Application 18/619,735 is a continuation of application No. 17/180,089, filed on Feb. 19, 2021, granted, now 11,971,953.
Claims priority of application No. 20210100069 (GR), filed on Feb. 2, 2021.
Prior Publication US 2024/0320304 A1, Sep. 26, 2024
Int. Cl. G06F 18/214 (2023.01); G06F 18/22 (2023.01); G06T 7/70 (2017.01); G06T 17/00 (2006.01); G06T 19/20 (2011.01)
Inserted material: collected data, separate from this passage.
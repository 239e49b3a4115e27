//! Bot module for handling Telegram interactions
//!
//! This module is split into several submodules for better organization:
//! - `message_handler`: routing and the free-text input consumers
//! - `command_handlers`: /start, /admin and /addtrack
//! - `menu_handlers`: screen navigation driven by keyboard labels
//! - `keyboards`: reply keyboards and the label-to-action index
//! - `admin`: the authorization gate and the admin console actions

pub mod admin;
pub mod command_handlers;
pub mod keyboards;
pub mod menu_handlers;
pub mod message_handler;

// Re-export the pieces main.rs and the tests wire together
pub use admin::{AdminAccess, AdminGate, DeliveryOutcome};
pub use keyboards::{MenuAction, MenuIndex};
pub use message_handler::{message_handler, route_message, Route};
CPC G06F 18/214 (2023.01) [G06F 18/22 (2023.01); G06T 7/70 (2017.01); G06T 17/00 (2013.01); G06T 19/20 (2013.01); G06T 2207/20081 (2013.01); G06T 2219/004 (2013.01); G06T 2219/2008 (2013.01); G06T 2219/2012 (2013.01)] 18 Claims
OG exemplary drawing
 
1. A method performed by data processing apparatus, the method comprising:
receiving a plurality of real images of one or more instances of an object, wherein, in each of the real images, the imaged instance has a respective pose;
receiving a three-dimensional model of the object, wherein locations of landmarks of the object are derivable from the three-dimensional model;
creating a plurality of surrogate images of instances of the object using the three-dimensional model of the object, wherein creating each of the surrogate images comprises
rendering the three-dimensional model of the object in two dimensions in one of the poses,
perturbing a characteristic of the rendering of the model of the object in two dimensions, and
labeling landmarks on the rendering of the model of the object in two dimensions based on the locations derived from the three-dimensional model; and
training or retraining a machine learning pose estimation model using the collection of surrogate images of the object.